Zu der vom BUND, dem NABU und dem VCD erhobenen Forderung nach einer Geschwindigkeitsbegrenzung auf 80 km/h auf dem die Umweltzone der Stadt Frankfurt begrenzenden Autobahnring aus A3, A5, A 661 und den sich in der Umweltzone befindenden, aber ausgenommenen Teilstücken von A66 und A648, sagte heute in Wiesbaden der verkehrspolitische Sprecher der CDU-Fraktion im Hessischen Landtag, Ulrich Caspar: "Für die Verkehrsdrehscheibe und den Wirtschaftsstandort Hessen ist ein zügiger Verkehrsfluss und eine effiziente Nutzung der Infrastruktur von zentraler Bedeutung. Wenn hier eine unnötige Geschwindigkeitsbeschränkung gefordert wird, dann zeigt dies nur fehlenden verkehrspolitischen Sachverstand. Hessen lebt von der Mobilität, nicht ihrer Verhinderung."

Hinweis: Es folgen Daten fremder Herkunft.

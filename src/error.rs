//! Keychain Bridge Error Types
//!
//! 보안 저장소 전역 에러 타입 정의

use serde::Serialize;
use thiserror::Error;

use crate::store::vault::VaultError;

/// 보안 저장소 에러
///
/// 채널 경계에서는 bool/null로 축약되지만, `try_*` API에서는 원인이 그대로 전달됩니다.
#[derive(Error, Debug)]
pub enum KeychainError {
    #[error("Secret entry not found")]
    NotFound,

    #[error("Secret entry already exists")]
    AlreadyExists,

    #[error("Stored value is not valid UTF-8")]
    Encoding(#[from] std::string::FromUtf8Error),

    #[error("Platform keystore error: {0}")]
    Platform(String),

    #[error("Vault error: {0}")]
    Vault(#[from] VaultError),

    #[error("Invalid master key format")]
    InvalidMasterKey,

    #[error("Configuration error: {0}")]
    Config(String),
}

impl KeychainError {
    /// 호스트에 노출되는 안정적인 에러 코드
    pub fn code(&self) -> &'static str {
        match self {
            KeychainError::NotFound => "NOT_FOUND",
            KeychainError::AlreadyExists => "ALREADY_EXISTS",
            KeychainError::Encoding(_) => "ENCODING_ERROR",
            KeychainError::Platform(_) => "PLATFORM_ERROR",
            KeychainError::Vault(_) => "VAULT_ERROR",
            KeychainError::InvalidMasterKey => "INVALID_MASTER_KEY",
            KeychainError::Config(_) => "CONFIG_ERROR",
        }
    }

    pub fn is_not_found(&self) -> bool {
        matches!(self, KeychainError::NotFound)
    }
}

impl From<keyring::Error> for KeychainError {
    fn from(err: keyring::Error) -> Self {
        match err {
            keyring::Error::NoEntry => KeychainError::NotFound,
            other => KeychainError::Platform(other.to_string()),
        }
    }
}

/// 호스트 응답용 직렬화 가능한 에러
#[derive(Debug, Clone, PartialEq, Serialize)]
pub struct CommandError {
    pub code: String,
    pub message: String,
    pub details: Option<String>,
}

impl CommandError {
    pub fn new(code: &str, message: impl Into<String>) -> Self {
        CommandError {
            code: code.to_string(),
            message: message.into(),
            details: None,
        }
    }
}

impl From<KeychainError> for CommandError {
    fn from(error: KeychainError) -> Self {
        CommandError {
            code: error.code().to_string(),
            message: error.to_string(),
            details: None,
        }
    }
}

/// 호스트 명령 결과 타입
pub type CommandResult<T> = Result<T, CommandError>;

Zur Feinstaubentwicklung trügen vor allem Lkws bei, für die ohnehin bereits eine Geschwindigkeitsbeschränkung bestehe. "Auf den viel befahrenen Straßen um Frankfurt - allein am Frankfurter Kreuz rund 300.000 Kfz am Tag - ist ein zügiger Verkehrsfluss notwendig. Staus mit Abbremsen und Anfahren führen dagegen nur zu einer höheren Feinstaubentwicklung. Diese Logik des BUND erschließt sich daher nicht", sagte Caspar.
Weitere Hauptverursacher von Feinstaub seien zudem Industrie und Gebäudeheizungen. Zudem sei die Feinstaubentwicklung sehr wetterabhängig und abhängig von Niederschlagsentwicklung und Windstärke. Vor allem im Sommer oder bei Inversionswetterlagen im Wetter seien hohe Werte zu verzeichnen: "Das können wir nicht verändern oder verbieten. Aber von 2002 bis 2008 hat sich der durchschnittliche Feinstaub-Jahresmittelwert in Hessen um ein Drittel von gut 30 auf jetzt weniger als 20 Mikrogramm pro Kubikmeter verringert. Die Feinstaubbelastung in Hessen ist damit im Jahr 2008 auf den niedrigsten Wert seit Beginn der Aufzeichnungen zurück gegangen. Das zeigt: Unüberlegter Aktionismus führt zu keinen Verbesserungen!", so Caspar abschließend.